● What to work on
Below are entries; count the lines containing the string "CashClosingCounts". The answer is that number alone.

● Records for the exercise
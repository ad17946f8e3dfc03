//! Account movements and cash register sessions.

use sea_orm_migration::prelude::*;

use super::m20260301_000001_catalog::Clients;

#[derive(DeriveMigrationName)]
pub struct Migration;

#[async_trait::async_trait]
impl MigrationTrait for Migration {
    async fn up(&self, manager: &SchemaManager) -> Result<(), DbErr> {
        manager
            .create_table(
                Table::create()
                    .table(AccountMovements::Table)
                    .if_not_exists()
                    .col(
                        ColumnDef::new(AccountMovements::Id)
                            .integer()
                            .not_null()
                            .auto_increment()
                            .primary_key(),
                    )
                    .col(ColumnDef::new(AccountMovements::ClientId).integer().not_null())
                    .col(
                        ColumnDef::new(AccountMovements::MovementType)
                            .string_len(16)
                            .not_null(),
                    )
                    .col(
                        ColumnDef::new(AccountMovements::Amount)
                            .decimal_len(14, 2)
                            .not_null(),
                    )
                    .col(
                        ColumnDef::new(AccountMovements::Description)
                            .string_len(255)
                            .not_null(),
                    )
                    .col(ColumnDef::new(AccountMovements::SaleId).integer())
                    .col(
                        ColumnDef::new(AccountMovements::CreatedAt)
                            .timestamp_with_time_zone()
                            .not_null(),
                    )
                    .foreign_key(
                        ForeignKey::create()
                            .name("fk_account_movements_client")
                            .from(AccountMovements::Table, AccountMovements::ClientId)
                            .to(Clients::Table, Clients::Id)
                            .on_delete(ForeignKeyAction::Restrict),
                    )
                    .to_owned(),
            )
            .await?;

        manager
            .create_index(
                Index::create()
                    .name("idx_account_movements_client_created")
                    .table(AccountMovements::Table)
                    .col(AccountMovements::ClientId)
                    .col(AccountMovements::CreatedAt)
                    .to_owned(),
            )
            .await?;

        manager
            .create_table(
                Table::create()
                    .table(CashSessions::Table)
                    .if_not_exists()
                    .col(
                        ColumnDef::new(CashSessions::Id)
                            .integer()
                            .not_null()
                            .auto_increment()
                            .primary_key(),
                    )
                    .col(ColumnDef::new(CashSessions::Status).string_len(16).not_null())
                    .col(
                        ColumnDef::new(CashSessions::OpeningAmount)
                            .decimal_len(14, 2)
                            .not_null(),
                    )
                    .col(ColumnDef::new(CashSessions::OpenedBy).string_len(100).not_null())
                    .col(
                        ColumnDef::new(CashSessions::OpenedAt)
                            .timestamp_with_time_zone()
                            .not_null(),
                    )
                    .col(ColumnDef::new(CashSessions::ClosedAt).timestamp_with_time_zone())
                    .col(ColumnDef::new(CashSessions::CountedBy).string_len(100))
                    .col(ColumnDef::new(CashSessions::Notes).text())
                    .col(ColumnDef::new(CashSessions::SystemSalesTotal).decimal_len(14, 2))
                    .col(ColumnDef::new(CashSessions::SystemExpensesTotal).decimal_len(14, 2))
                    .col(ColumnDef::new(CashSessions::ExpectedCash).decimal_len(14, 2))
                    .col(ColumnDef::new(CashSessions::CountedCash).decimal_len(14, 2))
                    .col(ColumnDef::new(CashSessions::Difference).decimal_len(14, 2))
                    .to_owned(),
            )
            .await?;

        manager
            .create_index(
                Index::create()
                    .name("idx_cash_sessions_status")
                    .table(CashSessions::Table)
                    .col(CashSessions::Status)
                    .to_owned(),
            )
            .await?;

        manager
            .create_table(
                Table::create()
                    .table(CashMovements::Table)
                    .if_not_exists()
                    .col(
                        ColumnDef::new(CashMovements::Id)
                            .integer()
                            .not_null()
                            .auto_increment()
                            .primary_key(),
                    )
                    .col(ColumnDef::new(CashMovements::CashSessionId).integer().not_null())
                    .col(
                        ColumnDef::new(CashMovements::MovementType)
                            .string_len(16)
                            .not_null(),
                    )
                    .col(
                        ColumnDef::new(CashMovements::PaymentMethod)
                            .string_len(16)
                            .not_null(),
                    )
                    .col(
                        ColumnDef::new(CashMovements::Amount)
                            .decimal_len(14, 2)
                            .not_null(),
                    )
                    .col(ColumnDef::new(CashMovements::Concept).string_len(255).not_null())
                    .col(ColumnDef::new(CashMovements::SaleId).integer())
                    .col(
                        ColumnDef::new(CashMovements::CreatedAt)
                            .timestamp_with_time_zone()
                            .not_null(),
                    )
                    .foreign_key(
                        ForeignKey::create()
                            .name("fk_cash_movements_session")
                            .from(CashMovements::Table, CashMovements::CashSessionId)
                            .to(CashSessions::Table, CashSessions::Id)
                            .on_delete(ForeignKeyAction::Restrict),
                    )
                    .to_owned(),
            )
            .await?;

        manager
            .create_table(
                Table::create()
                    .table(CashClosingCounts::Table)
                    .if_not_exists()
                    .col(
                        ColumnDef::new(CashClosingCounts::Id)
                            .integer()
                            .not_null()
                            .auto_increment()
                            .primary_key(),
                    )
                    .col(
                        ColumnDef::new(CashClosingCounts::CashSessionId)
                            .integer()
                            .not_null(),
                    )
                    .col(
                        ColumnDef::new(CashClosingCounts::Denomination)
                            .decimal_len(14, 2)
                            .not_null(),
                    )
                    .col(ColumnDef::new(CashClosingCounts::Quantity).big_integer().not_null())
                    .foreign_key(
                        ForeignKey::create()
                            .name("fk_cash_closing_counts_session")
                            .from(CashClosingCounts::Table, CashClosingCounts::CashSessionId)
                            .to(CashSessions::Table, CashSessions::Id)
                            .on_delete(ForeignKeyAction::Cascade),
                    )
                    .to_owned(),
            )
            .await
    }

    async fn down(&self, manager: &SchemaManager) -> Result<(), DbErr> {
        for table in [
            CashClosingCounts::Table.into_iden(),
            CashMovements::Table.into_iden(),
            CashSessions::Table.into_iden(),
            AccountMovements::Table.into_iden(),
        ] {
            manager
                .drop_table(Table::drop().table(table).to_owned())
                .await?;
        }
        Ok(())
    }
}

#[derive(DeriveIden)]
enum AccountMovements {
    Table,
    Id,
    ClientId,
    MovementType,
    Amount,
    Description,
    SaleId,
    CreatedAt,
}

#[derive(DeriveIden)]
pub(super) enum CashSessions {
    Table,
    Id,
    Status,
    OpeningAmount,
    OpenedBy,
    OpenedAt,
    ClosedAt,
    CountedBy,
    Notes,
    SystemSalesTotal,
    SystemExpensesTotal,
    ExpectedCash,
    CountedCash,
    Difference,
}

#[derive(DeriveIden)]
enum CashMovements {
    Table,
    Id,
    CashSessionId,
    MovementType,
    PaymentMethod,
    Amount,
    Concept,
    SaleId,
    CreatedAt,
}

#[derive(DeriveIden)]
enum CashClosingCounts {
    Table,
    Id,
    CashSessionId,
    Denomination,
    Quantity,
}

● Response to the exercise
8